BEGIN

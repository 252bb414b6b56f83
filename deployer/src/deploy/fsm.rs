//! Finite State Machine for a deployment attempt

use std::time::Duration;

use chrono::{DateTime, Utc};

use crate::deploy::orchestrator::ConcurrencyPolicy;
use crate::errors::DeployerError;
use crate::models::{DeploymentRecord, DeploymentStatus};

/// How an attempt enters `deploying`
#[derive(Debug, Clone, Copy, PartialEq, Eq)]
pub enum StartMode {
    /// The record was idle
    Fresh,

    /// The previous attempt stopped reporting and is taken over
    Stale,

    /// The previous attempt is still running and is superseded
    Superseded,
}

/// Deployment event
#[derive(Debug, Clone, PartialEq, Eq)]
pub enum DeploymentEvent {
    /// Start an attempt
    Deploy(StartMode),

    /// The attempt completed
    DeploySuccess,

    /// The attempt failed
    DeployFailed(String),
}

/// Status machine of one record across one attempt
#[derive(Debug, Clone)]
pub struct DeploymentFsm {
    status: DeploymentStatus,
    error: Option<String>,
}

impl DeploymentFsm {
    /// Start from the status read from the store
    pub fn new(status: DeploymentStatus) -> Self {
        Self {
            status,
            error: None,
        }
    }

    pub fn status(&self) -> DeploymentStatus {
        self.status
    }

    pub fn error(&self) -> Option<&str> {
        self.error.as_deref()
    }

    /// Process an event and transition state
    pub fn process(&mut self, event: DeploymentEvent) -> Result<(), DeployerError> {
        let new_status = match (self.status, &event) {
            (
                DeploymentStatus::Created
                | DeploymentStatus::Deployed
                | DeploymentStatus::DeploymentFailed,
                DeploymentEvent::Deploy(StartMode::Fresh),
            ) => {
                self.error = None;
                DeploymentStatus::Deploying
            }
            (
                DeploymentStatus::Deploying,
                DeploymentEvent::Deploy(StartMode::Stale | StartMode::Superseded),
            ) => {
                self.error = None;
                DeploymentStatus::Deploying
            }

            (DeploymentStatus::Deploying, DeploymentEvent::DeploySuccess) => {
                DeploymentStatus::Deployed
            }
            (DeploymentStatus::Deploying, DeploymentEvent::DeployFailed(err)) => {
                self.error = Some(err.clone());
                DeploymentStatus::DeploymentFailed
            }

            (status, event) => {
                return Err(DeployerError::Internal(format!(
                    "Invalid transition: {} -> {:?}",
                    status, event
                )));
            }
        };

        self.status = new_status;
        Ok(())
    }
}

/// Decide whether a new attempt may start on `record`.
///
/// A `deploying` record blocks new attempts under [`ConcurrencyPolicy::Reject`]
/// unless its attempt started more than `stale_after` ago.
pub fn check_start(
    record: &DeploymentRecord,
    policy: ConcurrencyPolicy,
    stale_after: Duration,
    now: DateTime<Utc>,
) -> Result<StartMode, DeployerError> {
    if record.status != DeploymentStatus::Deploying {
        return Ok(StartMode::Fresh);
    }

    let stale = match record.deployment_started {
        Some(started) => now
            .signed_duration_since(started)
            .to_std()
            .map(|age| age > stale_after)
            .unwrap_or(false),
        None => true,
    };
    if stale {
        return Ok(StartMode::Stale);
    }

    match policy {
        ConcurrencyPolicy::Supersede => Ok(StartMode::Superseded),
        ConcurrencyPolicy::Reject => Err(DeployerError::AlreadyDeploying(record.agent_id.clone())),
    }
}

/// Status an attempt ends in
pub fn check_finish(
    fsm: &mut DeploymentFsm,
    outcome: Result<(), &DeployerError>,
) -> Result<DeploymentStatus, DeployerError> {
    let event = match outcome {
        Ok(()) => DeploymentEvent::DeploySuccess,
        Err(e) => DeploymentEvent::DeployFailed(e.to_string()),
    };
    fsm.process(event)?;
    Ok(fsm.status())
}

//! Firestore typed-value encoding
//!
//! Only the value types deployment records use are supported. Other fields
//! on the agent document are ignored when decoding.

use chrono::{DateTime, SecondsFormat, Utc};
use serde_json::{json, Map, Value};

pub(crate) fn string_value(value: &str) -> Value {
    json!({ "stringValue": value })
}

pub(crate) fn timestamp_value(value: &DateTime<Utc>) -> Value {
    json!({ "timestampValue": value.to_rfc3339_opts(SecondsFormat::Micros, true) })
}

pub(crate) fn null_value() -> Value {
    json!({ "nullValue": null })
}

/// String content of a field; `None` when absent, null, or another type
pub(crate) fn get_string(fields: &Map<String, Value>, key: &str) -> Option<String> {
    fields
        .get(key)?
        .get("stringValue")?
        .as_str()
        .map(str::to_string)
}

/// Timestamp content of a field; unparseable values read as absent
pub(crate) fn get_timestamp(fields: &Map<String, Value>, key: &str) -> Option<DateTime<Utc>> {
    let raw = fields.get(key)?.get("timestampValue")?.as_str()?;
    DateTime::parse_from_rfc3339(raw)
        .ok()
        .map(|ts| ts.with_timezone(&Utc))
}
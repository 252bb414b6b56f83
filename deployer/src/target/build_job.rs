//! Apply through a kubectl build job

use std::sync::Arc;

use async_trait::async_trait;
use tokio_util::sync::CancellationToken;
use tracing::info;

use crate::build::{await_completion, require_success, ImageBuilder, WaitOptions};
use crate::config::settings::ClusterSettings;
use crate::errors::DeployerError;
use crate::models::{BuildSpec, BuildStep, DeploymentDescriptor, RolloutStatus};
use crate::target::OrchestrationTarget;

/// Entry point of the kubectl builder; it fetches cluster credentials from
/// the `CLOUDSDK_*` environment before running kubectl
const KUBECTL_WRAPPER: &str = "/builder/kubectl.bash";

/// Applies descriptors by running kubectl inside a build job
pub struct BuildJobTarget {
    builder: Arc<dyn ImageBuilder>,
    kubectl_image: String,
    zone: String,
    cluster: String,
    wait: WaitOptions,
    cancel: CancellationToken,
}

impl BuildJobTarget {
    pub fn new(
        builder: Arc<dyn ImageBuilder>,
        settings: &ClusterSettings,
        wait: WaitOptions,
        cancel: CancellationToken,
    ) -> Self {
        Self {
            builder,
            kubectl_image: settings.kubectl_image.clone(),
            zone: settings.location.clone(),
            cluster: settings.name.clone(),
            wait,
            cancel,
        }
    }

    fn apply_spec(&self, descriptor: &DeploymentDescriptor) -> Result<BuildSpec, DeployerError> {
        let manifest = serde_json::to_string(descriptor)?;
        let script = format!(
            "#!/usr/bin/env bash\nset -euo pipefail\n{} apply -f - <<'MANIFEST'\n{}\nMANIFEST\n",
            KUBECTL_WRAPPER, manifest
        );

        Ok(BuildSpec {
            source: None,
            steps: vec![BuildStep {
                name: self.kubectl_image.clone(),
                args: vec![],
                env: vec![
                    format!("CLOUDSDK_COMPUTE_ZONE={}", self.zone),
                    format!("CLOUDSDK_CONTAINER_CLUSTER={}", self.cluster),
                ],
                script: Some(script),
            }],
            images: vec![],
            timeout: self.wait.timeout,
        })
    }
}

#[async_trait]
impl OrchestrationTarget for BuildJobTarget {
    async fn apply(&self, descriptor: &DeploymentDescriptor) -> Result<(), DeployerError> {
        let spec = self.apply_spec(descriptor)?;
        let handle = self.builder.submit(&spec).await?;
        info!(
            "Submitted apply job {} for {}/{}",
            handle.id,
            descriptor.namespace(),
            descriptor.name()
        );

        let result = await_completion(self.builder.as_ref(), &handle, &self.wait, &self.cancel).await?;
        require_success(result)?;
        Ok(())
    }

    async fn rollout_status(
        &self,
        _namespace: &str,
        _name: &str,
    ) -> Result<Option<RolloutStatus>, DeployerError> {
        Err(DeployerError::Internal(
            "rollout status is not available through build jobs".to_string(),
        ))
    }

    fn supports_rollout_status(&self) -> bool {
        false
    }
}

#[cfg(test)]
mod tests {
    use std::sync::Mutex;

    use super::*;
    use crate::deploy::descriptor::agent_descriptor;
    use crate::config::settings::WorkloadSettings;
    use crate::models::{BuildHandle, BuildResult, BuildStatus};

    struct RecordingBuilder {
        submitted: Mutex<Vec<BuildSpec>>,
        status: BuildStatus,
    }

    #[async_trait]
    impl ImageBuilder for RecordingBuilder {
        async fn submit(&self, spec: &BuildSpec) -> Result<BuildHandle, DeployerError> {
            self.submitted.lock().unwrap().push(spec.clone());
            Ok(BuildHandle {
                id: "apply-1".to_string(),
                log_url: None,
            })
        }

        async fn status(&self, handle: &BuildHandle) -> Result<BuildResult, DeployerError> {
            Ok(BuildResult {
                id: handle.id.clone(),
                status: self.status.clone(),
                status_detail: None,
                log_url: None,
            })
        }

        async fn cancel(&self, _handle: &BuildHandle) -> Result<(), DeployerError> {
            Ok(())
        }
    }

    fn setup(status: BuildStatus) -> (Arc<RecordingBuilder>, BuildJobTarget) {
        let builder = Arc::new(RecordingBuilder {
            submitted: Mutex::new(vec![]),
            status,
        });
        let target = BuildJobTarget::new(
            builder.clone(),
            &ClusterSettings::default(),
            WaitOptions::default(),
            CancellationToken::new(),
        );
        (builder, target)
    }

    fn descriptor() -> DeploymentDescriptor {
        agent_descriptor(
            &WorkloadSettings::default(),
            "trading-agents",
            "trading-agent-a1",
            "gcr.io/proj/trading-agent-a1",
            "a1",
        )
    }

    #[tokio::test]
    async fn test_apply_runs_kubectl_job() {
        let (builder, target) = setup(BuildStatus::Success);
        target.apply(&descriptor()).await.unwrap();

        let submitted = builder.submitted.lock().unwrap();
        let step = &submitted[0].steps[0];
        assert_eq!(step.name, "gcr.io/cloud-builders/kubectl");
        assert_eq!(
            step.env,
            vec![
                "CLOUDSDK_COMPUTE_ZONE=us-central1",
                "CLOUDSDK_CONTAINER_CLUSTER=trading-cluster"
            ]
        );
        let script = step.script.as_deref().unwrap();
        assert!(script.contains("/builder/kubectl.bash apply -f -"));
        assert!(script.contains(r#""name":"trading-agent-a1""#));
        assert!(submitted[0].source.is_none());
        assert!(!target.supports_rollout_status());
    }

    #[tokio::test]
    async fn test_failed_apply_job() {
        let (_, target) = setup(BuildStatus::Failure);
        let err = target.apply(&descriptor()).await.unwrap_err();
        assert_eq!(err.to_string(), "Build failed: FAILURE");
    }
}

END

*WHAT THE EXERCISE ASKS*.
Across the data, pull every line containing the string "outcome".

*SOLUTION TO THE PROBLEM*.
    outcome: Result<(), &DeployerError>,
    let event = match outcome {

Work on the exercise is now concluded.